====== INFORMATION SHOWN
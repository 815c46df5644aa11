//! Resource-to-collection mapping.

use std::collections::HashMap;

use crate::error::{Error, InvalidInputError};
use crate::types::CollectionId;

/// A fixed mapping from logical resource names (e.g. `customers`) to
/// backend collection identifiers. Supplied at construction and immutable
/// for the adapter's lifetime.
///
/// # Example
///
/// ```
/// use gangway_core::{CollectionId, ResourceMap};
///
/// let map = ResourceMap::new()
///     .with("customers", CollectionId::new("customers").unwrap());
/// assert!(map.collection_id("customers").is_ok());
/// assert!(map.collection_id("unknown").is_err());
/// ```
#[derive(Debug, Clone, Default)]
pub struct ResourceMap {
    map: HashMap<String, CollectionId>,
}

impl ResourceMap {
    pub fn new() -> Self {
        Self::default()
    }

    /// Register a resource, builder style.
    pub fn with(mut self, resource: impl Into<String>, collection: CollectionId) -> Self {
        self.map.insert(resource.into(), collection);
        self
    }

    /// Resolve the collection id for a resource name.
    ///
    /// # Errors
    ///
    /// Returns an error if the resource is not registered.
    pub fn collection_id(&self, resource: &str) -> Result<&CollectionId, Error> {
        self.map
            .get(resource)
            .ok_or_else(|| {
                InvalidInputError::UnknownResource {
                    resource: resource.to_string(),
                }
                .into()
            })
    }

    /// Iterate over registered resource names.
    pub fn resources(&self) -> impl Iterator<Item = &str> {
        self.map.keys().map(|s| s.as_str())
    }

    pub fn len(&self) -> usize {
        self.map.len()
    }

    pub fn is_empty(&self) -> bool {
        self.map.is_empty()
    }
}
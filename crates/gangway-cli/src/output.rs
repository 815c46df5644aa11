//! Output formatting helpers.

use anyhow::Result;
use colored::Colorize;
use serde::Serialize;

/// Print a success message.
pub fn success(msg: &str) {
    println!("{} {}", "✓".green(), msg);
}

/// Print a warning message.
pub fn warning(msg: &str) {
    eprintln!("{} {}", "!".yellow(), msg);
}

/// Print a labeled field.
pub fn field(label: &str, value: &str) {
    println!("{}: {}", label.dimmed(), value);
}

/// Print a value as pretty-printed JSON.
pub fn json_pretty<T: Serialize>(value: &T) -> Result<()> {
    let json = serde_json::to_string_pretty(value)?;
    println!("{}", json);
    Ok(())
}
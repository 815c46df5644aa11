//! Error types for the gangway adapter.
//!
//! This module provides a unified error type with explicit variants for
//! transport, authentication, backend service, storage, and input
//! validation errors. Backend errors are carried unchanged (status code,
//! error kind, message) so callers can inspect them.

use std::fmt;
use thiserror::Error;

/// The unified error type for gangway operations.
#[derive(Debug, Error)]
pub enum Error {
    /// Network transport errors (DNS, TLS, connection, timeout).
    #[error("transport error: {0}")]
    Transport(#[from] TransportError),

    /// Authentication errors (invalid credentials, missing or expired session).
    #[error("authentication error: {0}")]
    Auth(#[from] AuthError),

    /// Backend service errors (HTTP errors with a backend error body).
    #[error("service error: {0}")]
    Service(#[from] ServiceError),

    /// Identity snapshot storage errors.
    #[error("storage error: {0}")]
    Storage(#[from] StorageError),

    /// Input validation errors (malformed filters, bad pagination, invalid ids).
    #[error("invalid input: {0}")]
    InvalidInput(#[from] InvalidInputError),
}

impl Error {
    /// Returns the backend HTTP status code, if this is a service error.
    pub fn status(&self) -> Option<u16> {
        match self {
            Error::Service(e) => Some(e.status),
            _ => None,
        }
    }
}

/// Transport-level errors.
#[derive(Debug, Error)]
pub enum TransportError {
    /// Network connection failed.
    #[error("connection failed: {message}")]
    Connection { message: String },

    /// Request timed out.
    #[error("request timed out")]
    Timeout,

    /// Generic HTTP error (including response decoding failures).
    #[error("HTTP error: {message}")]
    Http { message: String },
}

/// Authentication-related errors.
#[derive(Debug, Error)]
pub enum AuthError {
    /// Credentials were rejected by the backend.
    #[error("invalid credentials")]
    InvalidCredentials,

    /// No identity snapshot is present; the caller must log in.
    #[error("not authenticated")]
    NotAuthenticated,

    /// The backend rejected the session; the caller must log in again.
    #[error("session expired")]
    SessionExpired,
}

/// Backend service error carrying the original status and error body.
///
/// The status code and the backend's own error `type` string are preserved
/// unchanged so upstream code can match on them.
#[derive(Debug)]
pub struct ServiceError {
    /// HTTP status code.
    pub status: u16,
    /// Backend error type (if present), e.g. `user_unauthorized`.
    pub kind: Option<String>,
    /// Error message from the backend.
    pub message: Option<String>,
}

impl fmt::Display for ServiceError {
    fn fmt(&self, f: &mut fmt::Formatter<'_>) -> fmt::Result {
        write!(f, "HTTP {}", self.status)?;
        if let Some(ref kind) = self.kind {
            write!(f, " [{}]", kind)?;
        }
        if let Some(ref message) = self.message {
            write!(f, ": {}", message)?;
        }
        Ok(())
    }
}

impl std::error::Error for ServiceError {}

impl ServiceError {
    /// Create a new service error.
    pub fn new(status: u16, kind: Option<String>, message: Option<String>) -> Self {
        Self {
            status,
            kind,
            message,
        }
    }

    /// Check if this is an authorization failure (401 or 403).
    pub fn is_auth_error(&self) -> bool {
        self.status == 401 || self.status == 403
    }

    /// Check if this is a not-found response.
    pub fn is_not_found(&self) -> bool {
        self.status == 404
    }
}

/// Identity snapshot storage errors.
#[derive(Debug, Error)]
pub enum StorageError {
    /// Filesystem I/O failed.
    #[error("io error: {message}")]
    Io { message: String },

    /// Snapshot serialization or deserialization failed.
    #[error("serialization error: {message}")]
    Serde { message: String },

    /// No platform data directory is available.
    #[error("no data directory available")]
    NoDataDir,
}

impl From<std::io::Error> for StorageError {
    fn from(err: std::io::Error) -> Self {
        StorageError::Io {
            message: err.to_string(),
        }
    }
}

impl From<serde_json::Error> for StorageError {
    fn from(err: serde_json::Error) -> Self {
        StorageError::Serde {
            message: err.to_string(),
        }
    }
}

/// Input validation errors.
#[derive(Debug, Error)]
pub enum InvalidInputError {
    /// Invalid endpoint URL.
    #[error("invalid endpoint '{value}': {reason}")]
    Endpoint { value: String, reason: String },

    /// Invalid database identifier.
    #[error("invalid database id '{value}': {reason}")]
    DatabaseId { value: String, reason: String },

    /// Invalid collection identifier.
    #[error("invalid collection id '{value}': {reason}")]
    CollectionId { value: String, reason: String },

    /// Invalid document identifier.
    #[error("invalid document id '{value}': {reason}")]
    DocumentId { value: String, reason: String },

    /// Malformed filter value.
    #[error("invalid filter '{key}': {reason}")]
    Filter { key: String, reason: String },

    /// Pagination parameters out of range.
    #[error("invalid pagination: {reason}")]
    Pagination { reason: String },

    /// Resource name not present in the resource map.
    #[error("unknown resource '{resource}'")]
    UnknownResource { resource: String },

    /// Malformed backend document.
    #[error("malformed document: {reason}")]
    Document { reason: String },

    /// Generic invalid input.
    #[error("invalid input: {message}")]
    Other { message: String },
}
============
WHAT IS REQUIRED:
Could you restate word for word the lines above from the one containing "filename crates/gangway-cli/src/output.rs" through the one containing "a warning message.", both included, and nothing else?

SOLUTION BELOW:
filename crates/gangway-cli/src/output.rs
repository 815c46df5644aa11
//! Output formatting helpers.

use anyhow::Result;
use colored::Colorize;
use serde::Serialize;

/// Print a success message.
pub fn success(msg: &str) {
    println!("{} {}", "✓".green(), msg);
}

/// Print a warning message.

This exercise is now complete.